I'm not intending to compete with Doxygen, this is tool for creating indexes for *Docbook* produced documentation. Period. Full stop. Nothing more. It's also an indexing tool only, it's absolutely not a tool for creating content (like Doxygen or Quickbook).
So there is a well debugged, tested, supported indexing tool (Doxygen) that as far as I know works fine and is already used by Boost.
So the question are
1. How does it differs from Doxygen indexing?
I'm not talking about the integration with various pars of Boost documentation toolchain but rather what it does differently.
Simple: I happen to like the documentation that you can create with quickbook/boostbook/docbook very much, and frankly I prefer it to Doxygen produced docs (and yes I've used Doxygen, I just don't like it that much, sorry).
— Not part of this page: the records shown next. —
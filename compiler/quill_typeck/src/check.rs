//! Per-declaration type checking.
//!
//! [`check_decl`] processes exactly one declaration. Semantic errors are
//! caught and recorded, never propagated: an ill-typed declaration still
//! yields a typed tree (with [`Ty::Error`] holes) and a successor
//! environment, so later declarations always get checked.

use crate::env::Env;
use crate::tables::{Deferred, DeferredCheck, GlobalTables};
use crate::warnings::WarningFlags;
use quill_diagnostic::Diagnostic;
use quill_ir::{
    BinOp, Decl, DeclKind, ExprKind, ExprNode, StringInterner, Ty, TyExpr, TyExprKind, TypedNode,
};

/// The result of checking one declaration.
#[derive(Debug, Clone)]
pub struct CheckedDecl {
    /// Typed tree for the declaration, spans preserved.
    pub typed: TypedNode,
    /// Environment in force after this declaration.
    pub env_after: Env,
    /// Errors and warnings this declaration produced.
    pub errors: Vec<Diagnostic>,
}

/// Check one declaration under `env`, mutating the global tables.
///
/// Bindings the declaration introduces are appended to the tables' undo log
/// and to the returned environment. Caught errors are recorded both in the
/// returned [`CheckedDecl`] and in the tables' session-wide caught list.
pub fn check_decl(
    tables: &mut GlobalTables,
    interner: &StringInterner,
    env: &Env,
    decl: &Decl,
) -> CheckedDecl {
    let mut checker = Checker {
        tables,
        interner,
        env,
        errors: Vec::new(),
    };
    let (typed, env_after) = checker.decl(decl);
    tracing::trace!(errors = checker.errors.len(), "checked declaration");
    CheckedDecl {
        typed,
        env_after,
        errors: checker.errors,
    }
}

struct Checker<'a> {
    tables: &'a mut GlobalTables,
    interner: &'a StringInterner,
    env: &'a Env,
    errors: Vec<Diagnostic>,
}

impl Checker<'_> {
    fn decl(&mut self, decl: &Decl) -> (TypedNode, Env) {
        match &decl.kind {
            DeclKind::Let { name, value } => {
                let value_node = self.expr(value);
                let ty = value_node.ty;
                if self.env.lookup_value(*name).is_some() {
                    self.warn(
                        WarningFlags::SHADOWING,
                        Diagnostic::warning(
                            decl.span,
                            format!("`{}` shadows an earlier binding", self.interner.resolve(*name)),
                        ),
                    );
                }
                self.tables.bind(*name, ty);
                let env_after = self.env.bind_value(*name, ty);
                let node =
                    TypedNode::with_children(ty, decl.span, decl.provenance, vec![value_node]);
                (node, env_after)
            }
            DeclKind::Val { name, ty } => {
                let ty_node = self.ty_expr(ty);
                let resolved = ty_node.ty;
                self.tables.bind(*name, resolved);
                let env_after = self.env.bind_value(*name, resolved);
                let node =
                    TypedNode::with_children(resolved, decl.span, decl.provenance, vec![ty_node]);
                (node, env_after)
            }
            DeclKind::TypeAlias { name, ty } => {
                let ty_node = self.ty_expr(ty);
                let resolved = ty_node.ty;
                if self.env.lookup_type(*name).is_some() {
                    self.warn(
                        WarningFlags::REDEFINED_TYPE,
                        Diagnostic::warning(
                            decl.span,
                            format!("type `{}` is redefined", self.interner.resolve(*name)),
                        ),
                    );
                }
                let env_after = self.env.bind_type(*name, resolved);
                let node =
                    TypedNode::with_children(resolved, decl.span, decl.provenance, vec![ty_node]);
                (node, env_after)
            }
            DeclKind::Open { module } => {
                // Module existence can only be judged against the finished
                // project view, so the check is queued for `errors()` time.
                self.tables.defer(Deferred {
                    span: decl.span,
                    check: DeferredCheck::OpenModule(*module),
                });
                let node = TypedNode::leaf(Ty::Named(*module), decl.span, decl.provenance);
                (node, self.env.clone())
            }
        }
    }

    fn expr(&mut self, expr: &ExprNode) -> TypedNode {
        match &expr.kind {
            ExprKind::Int(_) => TypedNode::leaf(Ty::Int, expr.span, expr.provenance),
            ExprKind::Str(_) => TypedNode::leaf(Ty::Str, expr.span, expr.provenance),
            ExprKind::Bool(_) => TypedNode::leaf(Ty::Bool, expr.span, expr.provenance),
            ExprKind::Ident(name) => {
                let ty = match self.env.lookup_value(*name) {
                    Some(ty) => ty,
                    None => {
                        self.report(Diagnostic::semantic(
                            expr.span,
                            format!("unbound identifier `{}`", self.interner.resolve(*name)),
                        ));
                        Ty::Error
                    }
                };
                TypedNode::leaf(ty, expr.span, expr.provenance)
            }
            ExprKind::Binary { op, lhs, rhs } => {
                let lhs_node = self.expr(lhs);
                let rhs_node = self.expr(rhs);
                let ty = self.binary_ty(*op, &lhs_node, &rhs_node, expr);
                TypedNode::with_children(
                    ty,
                    expr.span,
                    expr.provenance,
                    vec![lhs_node, rhs_node],
                )
            }
            ExprKind::Paren(inner) => {
                let inner_node = self.expr(inner);
                let ty = inner_node.ty;
                TypedNode::with_children(ty, expr.span, expr.provenance, vec![inner_node])
            }
            ExprKind::Error => TypedNode::leaf(Ty::Error, expr.span, expr.provenance),
        }
    }

    /// Arithmetic is integer-only. An operand that already failed to check
    /// is not reported again here.
    fn binary_ty(
        &mut self,
        op: BinOp,
        lhs: &TypedNode,
        rhs: &TypedNode,
        expr: &ExprNode,
    ) -> Ty {
        if lhs.ty == Ty::Error || rhs.ty == Ty::Error {
            return Ty::Error;
        }
        if lhs.ty == Ty::Int && rhs.ty == Ty::Int {
            return Ty::Int;
        }
        let symbol = match op {
            BinOp::Add => "+",
            BinOp::Sub => "-",
            BinOp::Mul => "*",
        };
        self.report(Diagnostic::semantic(
            expr.span,
            format!("`{symbol}` expects int operands, got {} and {}", lhs.ty, rhs.ty),
        ));
        Ty::Error
    }

    fn ty_expr(&mut self, ty: &TyExpr) -> TypedNode {
        let resolved = match &ty.kind {
            TyExprKind::Int => Ty::Int,
            TyExprKind::Str => Ty::Str,
            TyExprKind::Bool => Ty::Bool,
            TyExprKind::Named(name) => match self.env.lookup_type(*name) {
                Some(_) => Ty::Named(*name),
                None => {
                    self.report(Diagnostic::semantic(
                        ty.span,
                        format!("unknown type `{}`", self.interner.resolve(*name)),
                    ));
                    Ty::Error
                }
            },
            TyExprKind::Error => Ty::Error,
        };
        TypedNode::leaf(resolved, ty.span, ty.provenance)
    }

    fn report(&mut self, diag: Diagnostic) {
        self.tables.catch(diag.clone());
        self.errors.push(diag);
    }

    fn warn(&mut self, class: WarningFlags, diag: Diagnostic) {
        if self.tables.warnings().contains(class) {
            self.report(diag);
        }
    }
}

#[cfg(test)]
mod tests {
    use super::*;
    use pretty_assertions::assert_eq;
    use quill_ir::{Provenance, Span};

    fn let_decl(interner: &StringInterner, name: &str, value: ExprNode, span: Span) -> Decl {
        Decl::new(
            DeclKind::Let {
                name: interner.intern(name),
                value,
            },
            span,
        )
    }

    fn int(value: i64, start: u32, end: u32) -> ExprNode {
        ExprNode::new(ExprKind::Int(value), Span::new(start, end))
    }

    #[test]
    fn let_binds_value_type() {
        let interner = StringInterner::new();
        let mut tables = GlobalTables::new();
        let env = Env::empty();

        let decl = let_decl(&interner, "x", int(1, 8, 9), Span::new(0, 9));
        let checked = check_decl(&mut tables, &interner, &env, &decl);

        assert!(checked.errors.is_empty());
        assert_eq!(checked.typed.ty, Ty::Int);
        assert_eq!(checked.env_after.lookup_value(interner.intern("x")), Some(Ty::Int));
        assert_eq!(tables.lookup(interner.intern("x")), Some(Ty::Int));
    }

    #[test]
    fn unbound_identifier_is_caught_not_fatal() {
        let interner = StringInterner::new();
        let mut tables = GlobalTables::new();
        let env = Env::empty();

        let value = ExprNode::new(ExprKind::Ident(interner.intern("missing")), Span::new(8, 15));
        let decl = let_decl(&interner, "x", value, Span::new(0, 15));
        let checked = check_decl(&mut tables, &interner, &env, &decl);

        assert_eq!(checked.errors.len(), 1);
        assert!(checked.errors[0].message.contains("missing"));
        assert_eq!(checked.typed.ty, Ty::Error);
        // The binding still lands so later declarations can reference it.
        assert_eq!(checked.env_after.lookup_value(interner.intern("x")), Some(Ty::Error));
        assert_eq!(tables.caught().len(), 1);
    }

    #[test]
    fn binary_mismatch_reports_once() {
        let interner = StringInterner::new();
        let mut tables = GlobalTables::new();
        let env = Env::empty();

        // 1 + "s" + 2: the inner mismatch poisons the outer sum silently.
        let inner = ExprNode::new(
            ExprKind::Binary {
                op: BinOp::Add,
                lhs: Box::new(int(1, 8, 9)),
                rhs: Box::new(ExprNode::new(
                    ExprKind::Str(interner.intern("s")),
                    Span::new(12, 15),
                )),
            },
            Span::new(8, 15),
        );
        let value = ExprNode::new(
            ExprKind::Binary {
                op: BinOp::Add,
                lhs: Box::new(inner),
                rhs: Box::new(int(2, 18, 19)),
            },
            Span::new(8, 19),
        );
        let decl = let_decl(&interner, "x", value, Span::new(0, 19));
        let checked = check_decl(&mut tables, &interner, &env, &decl);

        assert_eq!(checked.errors.len(), 1);
        assert_eq!(checked.typed.ty, Ty::Error);
    }

    #[test]
    fn shadowing_warns_when_enabled() {
        let interner = StringInterner::new();
        let mut tables = GlobalTables::new();
        let x = interner.intern("x");
        let env = Env::empty().bind_value(x, Ty::Int);

        let decl = let_decl(&interner, "x", int(2, 8, 9), Span::new(0, 9));
        let checked = check_decl(&mut tables, &interner, &env, &decl);
        assert_eq!(checked.errors.len(), 1);
        assert!(!checked.errors[0].is_error());

        tables.set_warnings(WarningFlags::empty());
        let silent = check_decl(&mut tables, &interner, &env, &decl);
        assert!(silent.errors.is_empty());
    }

    #[test]
    fn open_queues_a_deferred_check() {
        let interner = StringInterner::new();
        let mut tables = GlobalTables::new();
        let env = Env::empty();

        let decl = Decl::new(
            DeclKind::Open {
                module: interner.intern("Widget"),
            },
            Span::new(0, 11),
        );
        let checked = check_decl(&mut tables, &interner, &env, &decl);

        assert!(checked.errors.is_empty(), "existence is not judged here");
        assert_eq!(tables.deferred().len(), 1);
    }

    #[test]
    fn type_alias_resolves_and_rebinds() {
        let interner = StringInterner::new();
        let mut tables = GlobalTables::new();
        let env = Env::empty();

        let t = interner.intern("t");
        let alias = Decl::new(
            DeclKind::TypeAlias {
                name: t,
                ty: TyExpr::new(TyExprKind::Int, Span::new(9, 12)),
            },
            Span::new(0, 12),
        );
        let checked = check_decl(&mut tables, &interner, &env, &alias);
        assert!(checked.errors.is_empty());
        assert_eq!(checked.env_after.lookup_type(t), Some(Ty::Int));

        // A val using the alias resolves to the named type.
        let val = Decl::new(
            DeclKind::Val {
                name: interner.intern("v"),
                ty: TyExpr::new(TyExprKind::Named(t), Span::new(8, 9)),
            },
            Span::new(0, 9),
        );
        let checked_val = check_decl(&mut tables, &interner, &checked.env_after, &val);
        assert!(checked_val.errors.is_empty());
        assert_eq!(checked_val.typed.ty, Ty::Named(t));
    }

    #[test]
    fn unknown_type_is_an_error_hole() {
        let interner = StringInterner::new();
        let mut tables = GlobalTables::new();
        let env = Env::empty();

        let val = Decl::new(
            DeclKind::Val {
                name: interner.intern("v"),
                ty: TyExpr::new(
                    TyExprKind::Named(interner.intern("ghost")),
                    Span::new(8, 13),
                ),
            },
            Span::new(0, 13),
        );
        let checked = check_decl(&mut tables, &interner, &env, &val);
        assert_eq!(checked.errors.len(), 1);
        assert_eq!(checked.typed.ty, Ty::Error);
    }

    #[test]
    fn recovery_placeholder_checks_to_error_silently() {
        let interner = StringInterner::new();
        let mut tables = GlobalTables::new();
        let env = Env::empty();

        let decl = Decl::recovered(
            DeclKind::Let {
                name: interner.intern("x"),
                value: ExprNode::missing(8),
            },
            Span::new(0, 8),
        );
        let checked = check_decl(&mut tables, &interner, &env, &decl);
        assert!(checked.errors.is_empty(), "recovery holes are not re-reported");
        assert_eq!(checked.typed.ty, Ty::Error);
        assert_eq!(checked.typed.provenance, Provenance::Recovered);
    }
}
There's also absolutely no way I'm going to rewrite the Boost.Math docs in Doxygen or indeed force the Spirit guys to do the same, yet both of these libraries can benefit from documentation indexing. AutoIndex also integrates nicely with libraries that use both docbook and doxygen - since these two input formats get converted to a single big docbook file - AutoIndex can index the whole of that documentation seamlessly and not just the Doxygen part. In other words it brings real gains to existing documentation right now, as well as to new docs, and doesn't force folks to rewrite using some other tool - just as they're not being forced to use *this* tool. HTH, John.